Entry Name:  "TJU-Wang-MC1"

VAST Challenge 2015
Mini-Challenge 1

 

 

Team Members:

Wuquan Wang, Tianjin University, China, wwq0806@tju.edu.cn   PRIMARY

Jie Xu, Tianjin University, China, xujie_nm@tju.edu.cn    

Dongni Hu, Tianjin University, China, dongnihu@tju.edu.cn

Panjiao Yan, Tianjin University, China, yanpanjiao@tju.edu.cn

Zhenbao Fan, Tianjin University, China, fanzhenbao@tju.edu.cn

Jie Li, Tianjin University, China, vassilee@tju.edu.cn   SUPERVISOR

Kang Zhang, Tianjin University, China, kzhang@tju.edu.cn  SUPERVISOR

 

Student Team: YES

 

Did you use data from both mini-challenges?

NO

 

Analytic Tools Used:

D3

MYSQL

C++

Excel

SPSS

 

Approximately how many hours were spent working on this submission in total?

About 60 hours (60 days and 1 hours per day)

 

May we post your submission in the Visual Analytics Benchmark Repository after VAST Challenge 2015 is complete?

YES

 

 

Video:

index.files\TJU-Wang-MC1-Demo.wmv

 

-------------------------------------------------------------------------------------------------------------------------------------------------------------------------------------------------------------

Questions

MC1.1 – Characterize the attendance at DinoFun World on this weekend.
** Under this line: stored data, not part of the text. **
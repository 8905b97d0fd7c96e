//! The three sample baskets.

use receipt_core::{LineItem, Receipt, ValidationError};
use receipt_db::{DbResult, ReceiptBook};

/// (quantity, name, unit price)
pub type Entry = (i64, &'static str, &'static str);

pub const BASKETS: [(&str, &[Entry]); 3] = [
    (
        "input1",
        &[
            (1, "book", "12.49"),
            (1, "music CD", "14.99"),
            (1, "chocolate bar", "0.85"),
        ],
    ),
    (
        "input2",
        &[
            (1, "imported box of chocolates", "10.00"),
            (1, "imported bottle of perfume", "47.50"),
        ],
    ),
    (
        "input3",
        &[
            (1, "imported bottle of perfume", "27.99"),
            (1, "bottle of perfume", "18.99"),
            (1, "packet of headache pills", "9.75"),
            (1, "box of imported chocolates", "11.25"),
        ],
    ),
];

pub fn parse_basket(entries: &[Entry]) -> Result<Vec<LineItem>, ValidationError> {
    entries
        .iter()
        .map(|&(qty, name, price)| LineItem::parse(qty, name, price))
        .collect()
}

/// Saves every basket into `book`, then checks each one out in order.
pub async fn run(book: &ReceiptBook) -> DbResult<Vec<Receipt>> {
    for (key, entries) in BASKETS {
        for item in parse_basket(entries)? {
            book.save_item(key, &item).await?;
        }
    }

    let mut receipts = Vec::with_capacity(BASKETS.len());
    for (key, _) in BASKETS {
        if let Some(receipt) = book.checkout(key).await? {
            receipts.push(receipt);
        }
    }
    Ok(receipts)
}

#[cfg(test)]
mod tests {
    use super::*;
    use std::sync::Arc;

    use receipt_db::InMemoryStore;

    use crate::printer::render;

    #[tokio::test]
    async fn test_demo_output() {
        let book = ReceiptBook::new(Arc::new(InMemoryStore::new()));
        let receipts = run(&book).await.unwrap();
        assert_eq!(receipts.len(), 3);

        let rendered: Vec<String> = receipts
            .iter()
            .enumerate()
            .map(|(i, r)| render(r, Some(&format!("Output {}", i + 1))))
            .collect();

        assert_eq!(
            rendered[1],
            "Output 2:\n\
             1 imported box of chocolates: 10.50\n\
             1 imported bottle of perfume: 54.65\n\
             Sales Taxes: 7.65\n\
             Total: 65.15"
        );
        assert_eq!(
            rendered[2],
            "Output 3:\n\
             1 imported bottle of perfume: 32.19\n\
             1 bottle of perfume: 20.89\n\
             1 packet of headache pills: 9.75\n\
             1 box of imported chocolates: 11.85\n\
             Sales Taxes: 6.70\n\
             Total: 74.68"
        );

        assert!(book.open_keys().await.unwrap().is_empty());
    }

    #[test]
    fn test_baskets_parse() {
        for (key, entries) in BASKETS {
            assert_eq!(parse_basket(entries).unwrap().len(), entries.len(), "{key}");
        }
    }
}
Describe up to twelve different types of groups at the park on this weekend. 

 

    1. How big is this type of group?
    2. Where does this type of group like to go in the park?
    3. How common is this type of group?
    4. What are your other observations about this type of group?
    5. What can you infer about this type of group?
    6. If you were to make one improvement to the park to better meet this group’s needs, what would it be?  

Limit your response to no more than 12 images and 1000 words.

 

Before answering the question on group characteristics, we first identify groups of individuals using statistical clustering methods. We put any two individuals into one group if they were together for more than 7th of the entire period in the park. We next allocate all the groups into 12 different types based on the average check-in numbers in each facility, using the K-means clustering algorithm. Finally, we visualize the clustering results to analyze whether our strategy is correct.

 

a.  The size of each type of groups. 

Instead of merging three days’ data, we process the daily data separately. This is because, many people borrowed devices in the park, but not directly installed the app on their own phones. Moreover, if we see an ID on Friday and again on Saturday, it is the same person or are they only unique in-day.

As shown in Figure 1-1, there are 12 different types of groups in 12 different colors. Each circle represents a group and its size represents the number of individuals in the group. The black arrow at a circle generates a popup showing the “typeID”, “typeSize” representing the total number of people within this type, “number of groups” for the total number of groups of this type, “Min” for the smallest group size and “Max” for the largest group size within this type. We find that, in all 12 types of groups, the smallest groups all contain 2 people. We can see the check-in information of different groups in the radar chart.

 

QQ截图20150707162723

     Fig.1-1 12 different types of groups

b. Places where different types of groups like to go.

  Fig. 1-2-1 shows places where different types of groups like to go in the park. X-axis represents 12 classified types of groups. Y-axis represents 6 places in the park. Z-axis represents the average number of visits per person to each place.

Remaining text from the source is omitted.